One possible solution is to dig down deep into the mists of early Judaism and argue that the Torah doesn’t really prohibit intermarriage and that it’s all a Rabbinic innovation. And there may be some truth to that. But I’m a firm believer in Judaism as an evolving religion. And as such, it would be disingenuous to claim that traditional Judaism hasn’t had a major problem with intermarriage for at least 1 ½ millennia. And in any case, if I use that sort of argument, I’m boxing myself in and making it a requirement to find some sort of historical-religious justification for any personal moral value I hold that on the surface disagrees with tradition.

Instead, I prefer to concede that, yes,Rabbinic Judaism prohibits marriage to a non-Jew who hasn’t sincerely converted. But that’s irrelevant. I’m not intermarried and so it’s not a personal issue. And the Torah’s opposition? It is what it is. But I, as a human being with values that are a result of my almost 40 years of life experience, see nothing wrong with it for other people who’ve chosen that path. I don’t uphold it as an ideal, but once they’ve chosen such a romantic partnership, let them be happy! So I’ve gone to weddings and danced for Jewish brides and non-Jewish grooms and vice versa, and celebrated their unions. The Torah may say it’s wrong, but so what? Not every one of my values has to be from the Torah.

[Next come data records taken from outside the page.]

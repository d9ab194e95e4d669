//! # Error Types
//!
//! This module defines the error type shared by every part of the engine.
//! Errors fall into three groups:
//!
//! - configuration errors, raised while assembling an engine,
//! - argument errors, raised when an operator is constructed or called with
//!   values it cannot work with (mismatched parent lengths, probabilities
//!   outside `[0, 1]`, replacement counts that exceed the population),
//! - evaluation errors, raised when a fitness function produces an unusable score.
//!
//! An empty population at run time is not an error: the engine logs it and
//! terminates cleanly.
//!
//! ## Examples
//!
//! ```rust
//! use genetic_engine::error::{GeneticError, Result};
//!
//! fn checked_rate(rate: f64) -> Result<f64> {
//!     if !(0.0..=1.0).contains(&rate) {
//!         return Err(GeneticError::InvalidArgument(format!(
//!             "rate must be in [0.0, 1.0], got: {}",
//!             rate
//!         )));
//!     }
//!     Ok(rate)
//! }
//!
//! assert!(checked_rate(0.5).is_ok());
//! assert!(checked_rate(1.5).is_err());
//! ```
//!
//! Using the `OptionExt` trait to convert `Option` to `Result`:
//!
//! ```rust
//! use genetic_engine::error::{GeneticError, OptionExt};
//!
//! fn best_score(scores: &[i32]) -> genetic_engine::error::Result<i32> {
//!     scores.iter().max().cloned().ok_or_else_genetic(|| GeneticError::EmptyPopulation)
//! }
//!
//! assert_eq!(best_score(&[3, 9, 4]).unwrap(), 9);
//! assert!(best_score(&[]).is_err());
//! ```

use thiserror::Error;

/// Represents errors that can occur while configuring or running the engine.
#[derive(Error, Debug, Clone, PartialEq)]
pub enum GeneticError {
    /// A required component is missing or a configuration value is invalid.
    #[error("Configuration error: {0}")]
    Configuration(String),

    /// An operator received a parameter or input it cannot work with.
    #[error("Invalid argument: {0}")]
    InvalidArgument(String),

    /// Two chromosomes that must be combined have different lengths.
    #[error("Parents must have the same length: {left} != {right}")]
    LengthMismatch { left: usize, right: usize },

    /// A gene value lies outside the domain of its encoding.
    #[error("Invalid gene: {0}")]
    InvalidGene(String),

    /// An operator was asked to work on an empty population.
    #[error("Empty population error: Cannot operate on an empty population")]
    EmptyPopulation,

    /// The fitness function produced an unusable score.
    #[error("Fitness calculation error: {0}")]
    FitnessCalculation(String),

    /// The generational loop reached an inconsistent state.
    #[error("Evolution error: {0}")]
    Evolution(String),
}

/// A specialized Result type for engine operations.
pub type Result<T> = std::result::Result<T, GeneticError>;

/// Extension trait for Option to convert to Result with a custom error.
pub trait OptionExt<T> {
    /// Converts an `Option<T>` to a `Result<T, GeneticError>` using
    /// a closure to generate the error.
    fn ok_or_else_genetic<F>(self, err_fn: F) -> Result<T>
    where
        F: FnOnce() -> GeneticError;
}

impl<T> OptionExt<T> for Option<T> {
    fn ok_or_else_genetic<F>(self, err_fn: F) -> Result<T>
    where
        F: FnOnce() -> GeneticError,
    {
        self.ok_or_else(err_fn)
    }
}

/// Checks that `value` is a probability, naming the offending parameter on failure.
pub(crate) fn ensure_probability(name: &str, value: f64) -> Result<f64> {
    if !(0.0..=1.0).contains(&value) {
        return Err(GeneticError::InvalidArgument(format!(
            "{} must be in [0.0, 1.0], got: {:.4}",
            name, value
        )));
    }
    Ok(value)
}

/// Checks that two chromosomes can be recombined and returns their shared length.
pub(crate) fn ensure_same_length(left: usize, right: usize) -> Result<usize> {
    if left != right {
        return Err(GeneticError::LengthMismatch { left, right });
    }
    Ok(left)
}
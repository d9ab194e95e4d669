use crate::chromosome::{BinaryChromosome, Chromosome};
use crate::error::{ensure_probability, GeneticError, Result};
use crate::mutation::MutationStrategy;
use crate::rng::RandomNumberGenerator;

/// Flips every bit independently with a fixed probability.
#[derive(Debug, Clone)]
pub struct BinaryMutation {
    probability: f64,
    rng: RandomNumberGenerator,
}

impl BinaryMutation {
    /// # Errors
    ///
    /// Returns `GeneticError::InvalidArgument` if `probability` is outside `[0, 1]`.
    pub fn new(probability: f64) -> Result<Self> {
        Ok(Self {
            probability: ensure_probability("Mutation probability", probability)?,
            rng: RandomNumberGenerator::new(),
        })
    }

    /// Uses the customary rate of one expected flip per chromosome, `1 / gene_length`.
    pub fn with_standard_rate(gene_length: usize) -> Result<Self> {
        if gene_length == 0 {
            return Err(GeneticError::InvalidArgument(
                "Gene length must be positive to derive a mutation rate".to_string(),
            ));
        }
        Self::new(1.0 / gene_length as f64)
    }

    pub fn with_rng(mut self, rng: RandomNumberGenerator) -> Self {
        self.rng = rng;
        self
    }

    pub fn probability(&self) -> f64 {
        self.probability
    }
}

impl MutationStrategy<BinaryChromosome> for BinaryMutation {
    fn mutate(&mut self, individual: &BinaryChromosome) -> Result<BinaryChromosome> {
        let mut mutant = individual.clone();
        for (index, &bit) in individual.genes().iter().enumerate() {
            if self.rng.chance(self.probability) {
                mutant.set_gene(index, 1 - bit)?;
            }
        }
        Ok(mutant)
    }
}

#[cfg(test)]
mod tests {
    use super::*;

    #[test]
    fn test_probability_one_flips_every_bit() {
        let chromosome = BinaryChromosome::new(vec![1, 0, 1, 1, 0]).unwrap();
        let mut mutation = BinaryMutation::new(1.0).unwrap();

        let mutant = mutation.mutate(&chromosome).unwrap();
        assert_eq!(mutant.genes(), &[0, 1, 0, 0, 1]);
        assert_eq!(chromosome.genes(), &[1, 0, 1, 1, 0]);
    }

    #[test]
    fn test_probability_zero_is_identity() {
        let mut chromosome = BinaryChromosome::new(vec![1, 0, 1, 1, 0]).unwrap();
        chromosome.set_fitness(3.0);
        let mut mutation = BinaryMutation::new(0.0).unwrap();

        let mutant = mutation.mutate(&chromosome).unwrap();
        assert_eq!(mutant.genes(), chromosome.genes());
        assert_eq!(mutant.fitness(), Some(3.0));
    }

    #[test]
    fn test_flipped_chromosome_loses_fitness() {
        let mut chromosome = BinaryChromosome::new(vec![0, 0]).unwrap();
        chromosome.set_fitness(1.0);
        let mut mutation = BinaryMutation::new(1.0).unwrap();

        assert_eq!(mutation.mutate(&chromosome).unwrap().fitness(), None);
    }

    #[test]
    fn test_standard_rate() {
        let mutation = BinaryMutation::with_standard_rate(8).unwrap();
        assert_eq!(mutation.probability(), 0.125);
        assert!(BinaryMutation::with_standard_rate(0).is_err());
        assert!(BinaryMutation::new(1.1).is_err());
    }

    #[test]
    fn test_flip_frequency() {
        let chromosome = BinaryChromosome::new(vec![0; 1000]).unwrap();
        let mut mutation = BinaryMutation::new(0.1)
            .unwrap()
            .with_rng(RandomNumberGenerator::from_seed(99));

        let flipped = mutation.mutate(&chromosome).unwrap().count_ones();
        assert!((60..140).contains(&flipped), "flipped {}", flipped);
    }
}
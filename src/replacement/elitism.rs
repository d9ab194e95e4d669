use crate::chromosome::Chromosome;
use crate::error::{GeneticError, Result};
use crate::replacement::{count_from_percentage, sort_by_fitness_desc, ReplacementStrategy};

/// Carries the best individuals of the current generation over unchanged.
///
/// The next population is formed from:
///
/// 1. the top `elite_count` individuals of the current population,
/// 2. the best offspring, as many as there are free slots,
/// 3. the next-best current individuals, if the offspring ran out.
///
/// # Examples
///
/// ```
/// use genetic_engine::chromosome::{Chromosome, IntegerChromosome};
/// use genetic_engine::replacement::{ElitismReplacement, ReplacementStrategy};
///
/// let scored = |fitness: &[f64]| -> Vec<IntegerChromosome> {
///     fitness
///         .iter()
///         .map(|&f| {
///             let mut c = IntegerChromosome::new(vec![f as i64], 0, 100).unwrap();
///             c.set_fitness(f);
///             c
///         })
///         .collect()
/// };
///
/// let strategy = ElitismReplacement::new(1).unwrap();
/// let next = strategy
///     .replace_population(scored(&[9.0, 3.0]), scored(&[1.0, 2.0]))
///     .unwrap();
///
/// let fitness: Vec<f64> = next.iter().map(|c| c.score()).collect();
/// assert_eq!(fitness, vec![9.0, 2.0]);
/// ```
#[cfg_attr(feature = "serde", derive(serde::Serialize, serde::Deserialize))]
#[derive(Debug, Clone, Copy, PartialEq, Eq)]
pub struct ElitismReplacement {
    elite_count: usize,
}

impl ElitismReplacement {
    /// # Errors
    ///
    /// Returns `GeneticError::InvalidArgument` if `elite_count` is zero.
    pub fn new(elite_count: usize) -> Result<Self> {
        if elite_count == 0 {
            return Err(GeneticError::InvalidArgument(
                "Elite count must be positive".to_string(),
            ));
        }
        Ok(Self { elite_count })
    }

    /// Keeps `percentage` of `population_size` as elites, at least one.
    pub fn with_percentage(population_size: usize, percentage: f64) -> Result<Self> {
        Self::new(count_from_percentage(population_size, percentage, 1)?)
    }

    /// Keeps five percent of `population_size` as elites, at least two.
    pub fn with_standard_rate(population_size: usize) -> Result<Self> {
        Self::new(count_from_percentage(population_size, 0.05, 2)?)
    }

    pub fn elite_count(&self) -> usize {
        self.elite_count
    }
}

impl<C> ReplacementStrategy<C> for ElitismReplacement
where
    C: Chromosome,
{
    fn replace_population(&self, mut current: Vec<C>, mut offspring: Vec<C>) -> Result<Vec<C>> {
        if current.is_empty() {
            return Ok(Vec::new());
        }
        if offspring.is_empty() {
            return Ok(current);
        }

        let size = current.len();
        sort_by_fitness_desc(&mut current);
        sort_by_fitness_desc(&mut offspring);

        let elites = self.elite_count.min(size);
        let mut rest = current.split_off(elites);
        let mut next = current;

        let open = size - elites;
        next.extend(offspring.into_iter().take(open));

        let missing = size - next.len();
        rest.truncate(missing);
        next.append(&mut rest);

        Ok(next)
    }
}

#[cfg(test)]
mod tests {
    use super::*;
    use crate::chromosome::RealChromosome;

    fn scored(fitness: &[f64]) -> Vec<RealChromosome> {
        fitness
            .iter()
            .map(|&f| {
                let mut chromosome = RealChromosome::new(vec![f], 0.0, 100.0).unwrap();
                chromosome.set_fitness(f);
                chromosome
            })
            .collect()
    }

    fn fitness_of(population: &[RealChromosome]) -> Vec<f64> {
        population.iter().map(|c| c.score()).collect()
    }

    #[test]
    fn test_elites_survive() {
        let strategy = ElitismReplacement::new(2).unwrap();
        let next = strategy
            .replace_population(
                scored(&[90.0, 80.0, 85.0, 75.0, 70.0]),
                scored(&[10.0, 60.0, 20.0, 50.0, 40.0]),
            )
            .unwrap();

        assert_eq!(fitness_of(&next), vec![90.0, 85.0, 60.0, 50.0, 40.0]);
    }

    #[test]
    fn test_two_elites_with_two_offspring() {
        let strategy = ElitismReplacement::new(2).unwrap();
        let next = strategy
            .replace_population(
                scored(&[90.0, 80.0, 70.0, 60.0, 50.0]),
                scored(&[85.0, 75.0]),
            )
            .unwrap();

        assert_eq!(fitness_of(&next), vec![90.0, 80.0, 85.0, 75.0, 70.0]);
    }

    #[test]
    fn test_backfills_from_current_when_offspring_run_short() {
        let strategy = ElitismReplacement::new(1).unwrap();
        let next = strategy
            .replace_population(scored(&[90.0, 80.0, 85.0, 75.0, 70.0]), scored(&[95.0]))
            .unwrap();

        assert_eq!(fitness_of(&next), vec![90.0, 95.0, 85.0, 80.0, 75.0]);
    }

    #[test]
    fn test_elite_count_larger_than_population() {
        let strategy = ElitismReplacement::new(10).unwrap();
        let next = strategy
            .replace_population(scored(&[1.0, 3.0, 2.0]), scored(&[9.0, 9.0, 9.0]))
            .unwrap();

        assert_eq!(fitness_of(&next), vec![3.0, 2.0, 1.0]);
    }

    #[test]
    fn test_empty_inputs() {
        let strategy = ElitismReplacement::new(1).unwrap();
        assert!(strategy
            .replace_population(Vec::new(), scored(&[1.0]))
            .unwrap()
            .is_empty());
        assert_eq!(
            fitness_of(&strategy.replace_population(scored(&[2.0, 1.0]), Vec::new()).unwrap()),
            vec![2.0, 1.0]
        );
    }

    #[test]
    fn test_constructors() {
        assert!(ElitismReplacement::new(0).is_err());
        assert_eq!(ElitismReplacement::with_percentage(50, 0.1).unwrap().elite_count(), 5);
        assert_eq!(ElitismReplacement::with_percentage(10, 0.01).unwrap().elite_count(), 1);
        assert!(ElitismReplacement::with_percentage(10, 1.5).is_err());
        assert_eq!(ElitismReplacement::with_standard_rate(200).unwrap().elite_count(), 10);
        assert_eq!(ElitismReplacement::with_standard_rate(20).unwrap().elite_count(), 2);
    }
}
use crate::chromosome::Chromosome;

/// Scores a chromosome. Higher is better.
///
/// Any closure `Fn(&C) -> f64` is a fitness function:
///
/// ```
/// use genetic_engine::chromosome::{BinaryChromosome, Chromosome};
/// use genetic_engine::evolution::FitnessFunction;
///
/// let ones = |c: &BinaryChromosome| c.count_ones() as f64;
/// let chromosome = BinaryChromosome::new(vec![1, 0, 1]).unwrap();
/// assert_eq!(ones.evaluate(&chromosome), 2.0);
/// ```
pub trait FitnessFunction<C>: Send + Sync
where
    C: Chromosome,
{
    fn evaluate(&self, chromosome: &C) -> f64;
}

impl<C, F> FitnessFunction<C> for F
where
    C: Chromosome,
    F: Fn(&C) -> f64 + Send + Sync,
{
    fn evaluate(&self, chromosome: &C) -> f64 {
        self(chromosome)
    }
}

/// Decides whether a mutated chromosome is an acceptable solution.
///
/// When the engine has a feasibility check, a mutant that fails it is dropped
/// and the child it was mutated from takes its place.
pub trait FeasibilityCheck<C>: Send + Sync
where
    C: Chromosome,
{
    fn is_feasible(&self, chromosome: &C) -> bool;
}

impl<C, F> FeasibilityCheck<C> for F
where
    C: Chromosome,
    F: Fn(&C) -> bool + Send + Sync,
{
    fn is_feasible(&self, chromosome: &C) -> bool {
        self(chromosome)
    }
}
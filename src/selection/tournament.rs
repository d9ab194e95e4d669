use crate::chromosome::Chromosome;
use crate::error::{GeneticError, Result};
use crate::rng::RandomNumberGenerator;
use crate::selection::selection_strategy::SelectionStrategy;

/// A selection strategy that selects individuals through tournament selection.
///
/// Tournament selection draws `tournament_size` individuals uniformly, with
/// replacement, and returns the fittest of them. The first drawn individual
/// wins ties.
///
/// Tournament selection provides a balance between exploration and exploitation:
/// - Smaller tournament sizes lead to more exploration (more random selection)
/// - Larger tournament sizes lead to more exploitation (more focus on the best individuals)
///
/// A tournament size of 1 is equivalent to random selection.
#[derive(Debug, Clone)]
pub struct TournamentSelection {
    tournament_size: usize,
    rng: RandomNumberGenerator,
}

impl TournamentSelection {
    /// Creates a new TournamentSelection strategy with the specified tournament size.
    ///
    /// # Errors
    ///
    /// Returns `GeneticError::InvalidArgument` if `tournament_size` is 0.
    pub fn new(tournament_size: usize) -> Result<Self> {
        if tournament_size < 1 {
            return Err(GeneticError::InvalidArgument(
                "Tournament size must be at least 1".to_string(),
            ));
        }

        Ok(Self {
            tournament_size,
            rng: RandomNumberGenerator::new(),
        })
    }

    pub fn with_rng(mut self, rng: RandomNumberGenerator) -> Self {
        self.rng = rng;
        self
    }

    pub fn tournament_size(&self) -> usize {
        self.tournament_size
    }
}

impl<C> SelectionStrategy<C> for TournamentSelection
where
    C: Chromosome,
{
    fn select_individual<'a>(&mut self, population: &'a [C]) -> Result<&'a C> {
        if population.is_empty() {
            return Err(GeneticError::EmptyPopulation);
        }

        let mut best = &population[self.rng.gen_index(population.len())];
        for _ in 1..self.tournament_size {
            let candidate = &population[self.rng.gen_index(population.len())];
            if candidate.score() > best.score() {
                best = candidate;
            }
        }

        Ok(best)
    }
}
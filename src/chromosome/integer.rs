use std::fmt;

use super::{write_genes, Chromosome, ChromosomeFactory};
use crate::error::{GeneticError, Result};
use crate::rng::RandomNumberGenerator;

/// A chromosome of integer genes bounded to `[min, max]`.
#[cfg_attr(feature = "serde", derive(serde::Serialize, serde::Deserialize))]
#[cfg_attr(feature = "serde", serde(try_from = "IntegerChromosomeData"))]
#[derive(Debug, Clone, PartialEq)]
pub struct IntegerChromosome {
    genes: Vec<i64>,
    min: i64,
    max: i64,
    fitness: Option<f64>,
}

impl IntegerChromosome {
    /// Creates an integer chromosome whose genes must lie in `[min, max]`.
    pub fn new(genes: Vec<i64>, min: i64, max: i64) -> Result<Self> {
        ensure_bounds(min, max)?;
        if let Some((index, gene)) = genes
            .iter()
            .enumerate()
            .find(|(_, &gene)| gene < min || gene > max)
        {
            return Err(GeneticError::InvalidGene(format!(
                "integer gene at index {} must be in [{}, {}], got: {}",
                index, min, max, gene
            )));
        }
        Ok(Self {
            genes,
            min,
            max,
            fitness: None,
        })
    }

    pub fn min(&self) -> i64 {
        self.min
    }

    pub fn max(&self) -> i64 {
        self.max
    }

    /// Sum of all genes, widened so that no combination of `i64` genes can overflow.
    pub fn sum(&self) -> i128 {
        self.genes.iter().map(|&gene| i128::from(gene)).sum()
    }
}

impl Chromosome for IntegerChromosome {
    type Gene = i64;

    fn genes(&self) -> &[i64] {
        &self.genes
    }

    fn set_gene(&mut self, index: usize, value: i64) -> Result<()> {
        if value < self.min || value > self.max {
            return Err(GeneticError::InvalidGene(format!(
                "integer gene must be in [{}, {}], got: {}",
                self.min, self.max, value
            )));
        }
        let len = self.genes.len();
        let gene = self.genes.get_mut(index).ok_or_else(|| {
            GeneticError::InvalidArgument(format!(
                "gene index {} out of range for length {}",
                index, len
            ))
        })?;
        *gene = value;
        self.fitness = None;
        Ok(())
    }

    fn fitness(&self) -> Option<f64> {
        self.fitness
    }

    fn set_fitness(&mut self, fitness: f64) {
        self.fitness = Some(fitness);
    }
}

impl fmt::Display for IntegerChromosome {
    fn fmt(&self, f: &mut fmt::Formatter<'_>) -> fmt::Result {
        write!(f, "IntegerChromosome")?;
        write_genes(f, &self.genes)
    }
}

#[cfg(feature = "serde")]
#[derive(serde::Deserialize)]
struct IntegerChromosomeData {
    genes: Vec<i64>,
    min: i64,
    max: i64,
    fitness: Option<f64>,
}

#[cfg(feature = "serde")]
impl TryFrom<IntegerChromosomeData> for IntegerChromosome {
    type Error = GeneticError;

    fn try_from(data: IntegerChromosomeData) -> Result<Self> {
        let mut chromosome = Self::new(data.genes, data.min, data.max)?;
        chromosome.fitness = data.fitness;
        Ok(chromosome)
    }
}

fn ensure_bounds(min: i64, max: i64) -> Result<()> {
    if min > max {
        return Err(GeneticError::InvalidArgument(format!(
            "integer bounds must satisfy min <= max, got: [{}, {}]",
            min, max
        )));
    }
    Ok(())
}

/// Factory for [`IntegerChromosome`] with genes drawn from `[min, max]`.
#[cfg_attr(feature = "serde", derive(serde::Serialize, serde::Deserialize))]
#[cfg_attr(feature = "serde", serde(try_from = "IntegerBounds"))]
#[derive(Debug, Clone, Copy, PartialEq)]
pub struct IntegerChromosomeFactory {
    min: i64,
    max: i64,
}

impl IntegerChromosomeFactory {
    pub fn new(min: i64, max: i64) -> Result<Self> {
        ensure_bounds(min, max)?;
        Ok(Self { min, max })
    }

    pub fn min(&self) -> i64 {
        self.min
    }

    pub fn max(&self) -> i64 {
        self.max
    }
}

#[cfg(feature = "serde")]
#[derive(serde::Deserialize)]
struct IntegerBounds {
    min: i64,
    max: i64,
}

#[cfg(feature = "serde")]
impl TryFrom<IntegerBounds> for IntegerChromosomeFactory {
    type Error = GeneticError;

    fn try_from(bounds: IntegerBounds) -> Result<Self> {
        Self::new(bounds.min, bounds.max)
    }
}

impl ChromosomeFactory<IntegerChromosome> for IntegerChromosomeFactory {
    fn create(&self, genes: Vec<i64>) -> Result<IntegerChromosome> {
        IntegerChromosome::new(genes, self.min, self.max)
    }

    fn random(&self, gene_length: usize, rng: &mut RandomNumberGenerator) -> Result<IntegerChromosome> {
        let genes = (0..gene_length)
            .map(|_| rng.gen_range(self.min..=self.max))
            .collect();
        Ok(IntegerChromosome {
            genes,
            min: self.min,
            max: self.max,
            fitness: None,
        })
    }
}
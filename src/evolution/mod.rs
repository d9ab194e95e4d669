//! # Evolution
//!
//! The generational engine and everything needed to configure it.

pub mod builder;
pub mod engine;
pub mod fitness;
pub mod options;

pub use builder::GeneticAlgorithmBuilder;
pub use engine::{EngineState, EvolutionResult, GenerationReport, GeneticAlgorithm, Termination};
pub use fitness::{FeasibilityCheck, FitnessFunction};
pub use options::{EvolutionOptions, EvolutionOptionsBuilder, LogLevel};
use crate::chromosome::{Chromosome, ChromosomeFactory};
use crate::crossover::CrossoverStrategy;
use crate::error::{ensure_probability, ensure_same_length, GeneticError, Result};
use crate::rng::RandomNumberGenerator;

/// Cuts both parents at one point and swaps their tails.
///
/// The cut point `k` is drawn uniformly from `[1, len - 1]`; the first child
/// takes `parent1[..k]` followed by `parent2[k..]`, the second child the
/// opposite. Parents shorter than two genes cannot be cut and are copied.
#[derive(Debug, Clone)]
pub struct SinglePointCrossover<F> {
    crossover_rate: f64,
    factory: F,
    rng: RandomNumberGenerator,
}

impl<F> SinglePointCrossover<F> {
    /// Creates a single point crossover applied with probability `crossover_rate`.
    ///
    /// # Errors
    ///
    /// Returns `GeneticError::InvalidArgument` if `crossover_rate` is outside `[0, 1]`.
    pub fn new(crossover_rate: f64, factory: F) -> Result<Self> {
        Ok(Self {
            crossover_rate: ensure_probability("Crossover rate", crossover_rate)?,
            factory,
            rng: RandomNumberGenerator::new(),
        })
    }

    pub fn with_rng(mut self, rng: RandomNumberGenerator) -> Self {
        self.rng = rng;
        self
    }

    pub fn crossover_rate(&self) -> f64 {
        self.crossover_rate
    }

    /// Recombines the parents at a known cut point, ignoring the crossover rate.
    ///
    /// # Errors
    ///
    /// Returns an error if the parents differ in length or if `point` lies
    /// outside `[1, len - 1]`.
    pub fn crossover_at<C>(&self, parent1: &C, parent2: &C, point: usize) -> Result<(C, C)>
    where
        C: Chromosome,
        F: ChromosomeFactory<C>,
    {
        let len = ensure_same_length(parent1.len(), parent2.len())?;
        if point == 0 || point >= len {
            return Err(GeneticError::InvalidArgument(format!(
                "Crossover point must be in [1, {}], got: {}",
                len.saturating_sub(1),
                point
            )));
        }

        let (head1, tail1) = parent1.genes().split_at(point);
        let (head2, tail2) = parent2.genes().split_at(point);

        let child1 = self.factory.create([head1, tail2].concat())?;
        let child2 = self.factory.create([head2, tail1].concat())?;
        Ok((child1, child2))
    }
}

impl<C, F> CrossoverStrategy<C> for SinglePointCrossover<F>
where
    C: Chromosome,
    F: ChromosomeFactory<C>,
{
    fn crossover(&mut self, parent1: &C, parent2: &C) -> Result<(C, C)> {
        let len = ensure_same_length(parent1.len(), parent2.len())?;
        if len < 2 || !self.rng.chance(self.crossover_rate) {
            return Ok((parent1.clone(), parent2.clone()));
        }

        let point = self.rng.gen_range(1..len);
        self.crossover_at(parent1, parent2, point)
    }
}
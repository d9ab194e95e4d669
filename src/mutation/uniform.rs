use crate::chromosome::{Chromosome, RealChromosome};
use crate::error::{ensure_probability, GeneticError, Result};
use crate::mutation::MutationStrategy;
use crate::rng::RandomNumberGenerator;

/// Moves one random real gene a random step toward either bound.
///
/// With probability `mutation_rate`, one gene is chosen uniformly, shifted left
/// or right with equal odds by a step drawn from `[0, max_step)` and clamped to
/// the chromosome's bounds.
#[derive(Debug, Clone)]
pub struct UniformMutation {
    mutation_rate: f64,
    max_step: f64,
    rng: RandomNumberGenerator,
}

impl UniformMutation {
    pub fn new(mutation_rate: f64) -> Result<Self> {
        Ok(Self {
            mutation_rate: ensure_probability("Mutation rate", mutation_rate)?,
            max_step: 1.0,
            rng: RandomNumberGenerator::new(),
        })
    }

    /// # Errors
    ///
    /// Returns `GeneticError::InvalidArgument` unless `max_step` is finite and positive.
    pub fn with_max_step(mut self, max_step: f64) -> Result<Self> {
        if !max_step.is_finite() || max_step <= 0.0 {
            return Err(GeneticError::InvalidArgument(format!(
                "Maximum step must be finite and positive, got: {}",
                max_step
            )));
        }
        self.max_step = max_step;
        Ok(self)
    }

    pub fn with_rng(mut self, rng: RandomNumberGenerator) -> Self {
        self.rng = rng;
        self
    }

    pub fn mutation_rate(&self) -> f64 {
        self.mutation_rate
    }

    pub fn max_step(&self) -> f64 {
        self.max_step
    }
}

impl MutationStrategy<RealChromosome> for UniformMutation {
    fn mutate(&mut self, individual: &RealChromosome) -> Result<RealChromosome> {
        let mut mutant = individual.clone();
        if individual.is_empty() || !self.rng.chance(self.mutation_rate) {
            return Ok(mutant);
        }

        let index = self.rng.gen_index(individual.len());
        let step = self.rng.gen_range(0.0..self.max_step);
        let current = individual.genes()[index];
        let moved = if self.rng.chance(0.5) {
            current + step
        } else {
            current - step
        };

        mutant.set_gene(index, individual.clamp(moved))?;
        Ok(mutant)
    }
}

I have a similar attitude towards homosexuality. Admittedly, I’m not gay, so I can’t really understand the struggle that a gay Jew who was raised Orthodox must go through. Still, I can’t deny that the Torah calls homosexuality “toevah”, often translated as “abomination.” But when it comes to my gay friends? As long as they’re happy, I’m happy for them.

A few years ago, a co-worker to who I was close died young. Her funeral was held in a catholic church. I felt no need to ask a Rav whether I was allowed to enter for the funeral, because the answer would have been irrelevant. It was far more important to attend her funeral and be there to say goodbye in the manner her family chose.

It seems to me that giving over all of one’s decisions to what the Torah says (or some Rav’s interpretation of what it says) makes one a poorer human being. Struggling with ethical dilemmas and thinking for oneself, based on the richness of one’s own experience is part of life. And I think even most Charedim absorb ethical ideals from contemporary notions even as they deny it. For example, the Torah talks about slavery (yes, yes, I know the apologetics, it’s indentured servitude, not much better), but do any Charedim believe in slavery? Wouldn’t most recoil at the idea? We all get our morals, values, and ethics from various sources, often unconsciously.

So where does your value system come from?